Problem description |
Filter the entries for lines with the word "elapsed".

Dataset records |
//! # ProducerActor: keeps one producer alive.
//!
//! Supervises one [`Producer`](crate::Producer): launches it, and after every fault
//! records the fault, waits the backoff delay and launches it again. There is no restart
//! limit; only cancellation ends the loop.
//!
//! ## Architecture
//! ```text
//! loop {
//!   ├─► roster: Running, publish ProducerStarting{attempt}
//!   ├─► run_once(producer, board, token)
//!   │       ├─ Stopped      ─► break
//!   │       └─ Fault(err)   ─► roster: Restarting + last_fault
//!   │                          warn!("producer crashed; restarting")
//!   │                          publish ProducerFailed, BackoffScheduled{delay}
//!   │                          sleep(delay) (cancellable ─► break)
//! }
//! roster: Stopped, publish ProducerStopped
//! ```
//!
//! ## Rules
//! - Launches run sequentially within one actor.
//! - `attempt` counts launches and never resets.
//! - The backoff streak resets once a launch survives longer than `backoff.max`.

use std::sync::Arc;

use tokio::time::{self, Instant};
use tokio_util::sync::CancellationToken;
use tracing::{debug, warn};

use crate::board::Blackboard;
use crate::core::roster::Roster;
use crate::core::runner::{Outcome, run_once};
use crate::events::{Bus, Event, EventKind};
use crate::policies::BackoffPolicy;
use crate::producers::ProducerRef;

/// Supervision loop of a single producer.
pub(crate) struct ProducerActor {
    producer: ProducerRef,
    board: Arc<Blackboard>,
    backoff: BackoffPolicy,
    roster: Arc<Roster>,
    bus: Bus,
}

impl ProducerActor {
    pub(crate) fn new(
        producer: ProducerRef,
        board: Arc<Blackboard>,
        backoff: BackoffPolicy,
        roster: Arc<Roster>,
        bus: Bus,
    ) -> Self {
        Self {
            producer,
            board,
            backoff,
            roster,
            bus,
        }
    }

    /// Runs until `token` is cancelled.
    pub(crate) async fn run(self, token: CancellationToken) {
        let id = self.producer.id().to_owned();
        let mut attempt: u32 = 0;
        let mut streak: u32 = 0;

        while !token.is_cancelled() {
            attempt = attempt.saturating_add(1);
            self.roster.mark_running(&id);
            self.bus.publish(
                Event::new(EventKind::ProducerStarting)
                    .with_producer(id.as_str())
                    .with_attempt(attempt),
            );

            let launched = Instant::now();
            let outcome = run_once(self.producer.as_ref(), Arc::clone(&self.board), &token).await;
            let err = match outcome {
                Outcome::Stopped => break,
                Outcome::Fault(err) => err,
            };

            self.roster.record_fault(&id, &err);
            warn!(
                producer = %id,
                fault = err.as_label(),
                error = %err,
                attempt,
                "producer crashed; restarting"
            );
            self.bus.publish(
                Event::new(EventKind::ProducerFailed)
                    .with_producer(id.as_str())
                    .with_attempt(attempt)
                    .with_fault(err.as_label())
                    .with_reason(err.to_string()),
            );

            if launched.elapsed() > self.backoff.max {
                streak = 0;
            }
            let delay = self.backoff.next(streak);
            streak = streak.saturating_add(1);

            debug!(producer = %id, ?delay, attempt, "restart scheduled");
            self.bus.publish(
                Event::new(EventKind::BackoffScheduled)
                    .with_producer(id.as_str())
                    .with_attempt(attempt)
                    .with_delay(delay)
                    .with_reason(err.to_string()),
            );

            tokio::select! {
                _ = time::sleep(delay) => {}
                _ = token.cancelled() => break,
            }
        }

        self.roster.mark_stopped(&id);
        self.bus
            .publish(Event::new(EventKind::ProducerStopped).with_producer(id.as_str()));
    }
}

#[cfg(test)]
mod tests {
    use super::*;
    use crate::core::roster::ProducerStatus;
    use crate::error::ProducerError;
    use crate::producers::{ProducerFn, ProducerSpec};
    use std::sync::atomic::{AtomicU32, Ordering};
    use std::time::Duration;

    fn setup(producer: ProducerRef) -> (Arc<Roster>, Bus) {
        let roster = Roster::new();
        roster
            .insert(ProducerSpec::new(producer))
            .expect("unique producer");
        (roster, Bus::new(64))
    }

    #[tokio::test(start_paused = true)]
    async fn faults_cycle_through_restarting_back_to_running() {
        let launches = Arc::new(AtomicU32::new(0));
        let counter = Arc::clone(&launches);
        let producer: ProducerRef = ProducerFn::arc(
            "A19",
            "Bearing Health",
            move |_b: Arc<Blackboard>, _c: CancellationToken| {
                counter.fetch_add(1, Ordering::SeqCst);
                async {
                    time::sleep(Duration::from_millis(500)).await;
                    Err::<(), _>(ProducerError::fail("bearing sensor offline"))
                }
            },
        );
        let (roster, bus) = setup(Arc::clone(&producer));
        let mut events = bus.subscribe();

        let token = CancellationToken::new();
        let actor = ProducerActor::new(
            producer,
            Arc::new(Blackboard::default()),
            BackoffPolicy::default(),
            Arc::clone(&roster),
            bus,
        );
        let handle = tokio::spawn(actor.run(token.clone()));

        // running 0.0..0.5, restarting 0.5..2.5, running 2.5..3.0,
        // restarting 3.0..5.0, running 5.0..5.5
        let start = Instant::now();
        let mut observed = Vec::new();
        for offset in [250_u64, 1_000, 2_750, 4_000, 5_250] {
            time::sleep_until(start + Duration::from_millis(offset)).await;
            observed.push(roster.get("A19").expect("registered").status);
        }
        assert_eq!(
            observed,
            vec![
                ProducerStatus::Running,
                ProducerStatus::Restarting,
                ProducerStatus::Running,
                ProducerStatus::Restarting,
                ProducerStatus::Running,
            ]
        );

        let info = roster.get("A19").expect("registered");
        assert_eq!(info.restarts, 2);
        assert_eq!(info.last_fault.as_deref(), Some("execution failed: bearing sensor offline"));

        token.cancel();
        handle.await.expect("actor exits");
        assert_eq!(roster.get("A19").map(|p| p.status), Some(ProducerStatus::Stopped));
        assert_eq!(launches.load(Ordering::SeqCst), 3);

        let mut kinds = Vec::new();
        while let Ok(ev) = events.try_recv() {
            kinds.push(ev.kind);
        }
        assert_eq!(kinds.first(), Some(&EventKind::ProducerStarting));
        assert_eq!(kinds.last(), Some(&EventKind::ProducerStopped));
        assert_eq!(
            kinds.iter().filter(|k| **k == EventKind::BackoffScheduled).count(),
            2
        );
    }

    #[tokio::test(start_paused = true)]
    async fn cancellation_interrupts_backoff() {
        let producer: ProducerRef = ProducerFn::arc(
            "A1",
            "Sensor",
            |_b: Arc<Blackboard>, _c: CancellationToken| async { Ok::<(), ProducerError>(()) },
        );
        let (roster, bus) = setup(Arc::clone(&producer));
        let token = CancellationToken::new();
        let actor = ProducerActor::new(
            producer,
            Arc::new(Blackboard::default()),
            BackoffPolicy::fixed(Duration::from_secs(3600)),
            Arc::clone(&roster),
            bus,
        );
        let handle = tokio::spawn(actor.run(token.clone()));

        time::sleep(Duration::from_secs(1)).await;
        let info = roster.get("A1").expect("registered");
        assert_eq!(info.status, ProducerStatus::Restarting);
        assert_eq!(info.last_fault.as_deref(), Some("returned before cancellation"));

        let cancelled_at = Instant::now();
        token.cancel();
        handle.await.expect("actor exits");
        assert!(cancelled_at.elapsed() < Duration::from_secs(1));
        assert_eq!(roster.get("A1").map(|p| p.status), Some(ProducerStatus::Stopped));
    }

    #[tokio::test(start_paused = true)]
    async fn exponential_streak_resets_after_a_long_healthy_run() {
        let launches = Arc::new(AtomicU32::new(0));
        let counter = Arc::clone(&launches);
        // launches 1 and 2 fail at once, launch 3 runs 10s before failing
        let producer: ProducerRef = ProducerFn::arc(
            "A7",
            "Flaky",
            move |_b: Arc<Blackboard>, _c: CancellationToken| {
                let n = counter.fetch_add(1, Ordering::SeqCst) + 1;
                async move {
                    if n == 3 {
                        time::sleep(Duration::from_secs(10)).await;
                    }
                    Err::<(), _>(ProducerError::fail(format!("launch {n}")))
                }
            },
        );
        let (roster, bus) = setup(Arc::clone(&producer));
        let mut events = bus.subscribe();
        let token = CancellationToken::new();
        let actor = ProducerActor::new(
            producer,
            Arc::new(Blackboard::default()),
            BackoffPolicy::exponential(Duration::from_millis(100), Duration::from_secs(1)),
            roster,
            bus,
        );
        let handle = tokio::spawn(actor.run(token.clone()));

        let mut delays = Vec::new();
        while delays.len() < 4 {
            let ev = events.recv().await.expect("event");
            if ev.kind == EventKind::BackoffScheduled {
                delays.push(ev.delay_ms.unwrap_or_default());
            }
        }
        token.cancel();
        handle.await.expect("actor exits");

        assert_eq!(delays, vec![100, 200, 100, 200]);
    }
}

Exercise answer |
            if launched.elapsed() > self.backoff.max {
        assert!(cancelled_at.elapsed() < Duration::from_secs(1));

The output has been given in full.